Stored data:
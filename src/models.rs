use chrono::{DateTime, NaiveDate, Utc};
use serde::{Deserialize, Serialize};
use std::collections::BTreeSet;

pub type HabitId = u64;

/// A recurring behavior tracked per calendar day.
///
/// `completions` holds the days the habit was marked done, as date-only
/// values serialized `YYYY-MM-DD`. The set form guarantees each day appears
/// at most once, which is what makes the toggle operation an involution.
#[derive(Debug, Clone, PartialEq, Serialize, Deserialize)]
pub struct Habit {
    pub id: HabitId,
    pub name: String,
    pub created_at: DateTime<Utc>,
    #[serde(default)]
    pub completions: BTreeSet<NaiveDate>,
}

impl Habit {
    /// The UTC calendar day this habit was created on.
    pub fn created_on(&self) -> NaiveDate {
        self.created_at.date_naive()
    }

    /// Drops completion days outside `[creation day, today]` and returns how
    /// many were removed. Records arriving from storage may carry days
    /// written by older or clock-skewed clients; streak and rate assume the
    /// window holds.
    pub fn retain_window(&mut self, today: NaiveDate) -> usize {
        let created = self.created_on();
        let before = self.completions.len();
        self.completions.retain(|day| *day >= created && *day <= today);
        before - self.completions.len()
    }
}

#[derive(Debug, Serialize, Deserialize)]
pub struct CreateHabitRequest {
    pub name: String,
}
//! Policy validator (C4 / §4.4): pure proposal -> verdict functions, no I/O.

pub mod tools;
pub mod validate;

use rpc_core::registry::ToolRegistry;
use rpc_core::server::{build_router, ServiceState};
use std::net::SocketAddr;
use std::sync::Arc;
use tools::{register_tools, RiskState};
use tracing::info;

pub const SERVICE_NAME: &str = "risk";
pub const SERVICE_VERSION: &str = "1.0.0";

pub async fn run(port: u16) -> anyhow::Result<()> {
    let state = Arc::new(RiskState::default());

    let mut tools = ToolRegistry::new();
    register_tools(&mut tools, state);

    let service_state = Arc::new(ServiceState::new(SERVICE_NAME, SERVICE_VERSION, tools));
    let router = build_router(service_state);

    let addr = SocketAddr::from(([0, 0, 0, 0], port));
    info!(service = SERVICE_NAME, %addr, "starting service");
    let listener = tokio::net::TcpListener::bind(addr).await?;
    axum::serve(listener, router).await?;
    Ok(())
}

#### Task details
Find each line in the records above that contains "const", and copy it.

#### Result
pub const SERVICE_NAME: &str = "risk";
pub const SERVICE_VERSION: &str = "1.0.0";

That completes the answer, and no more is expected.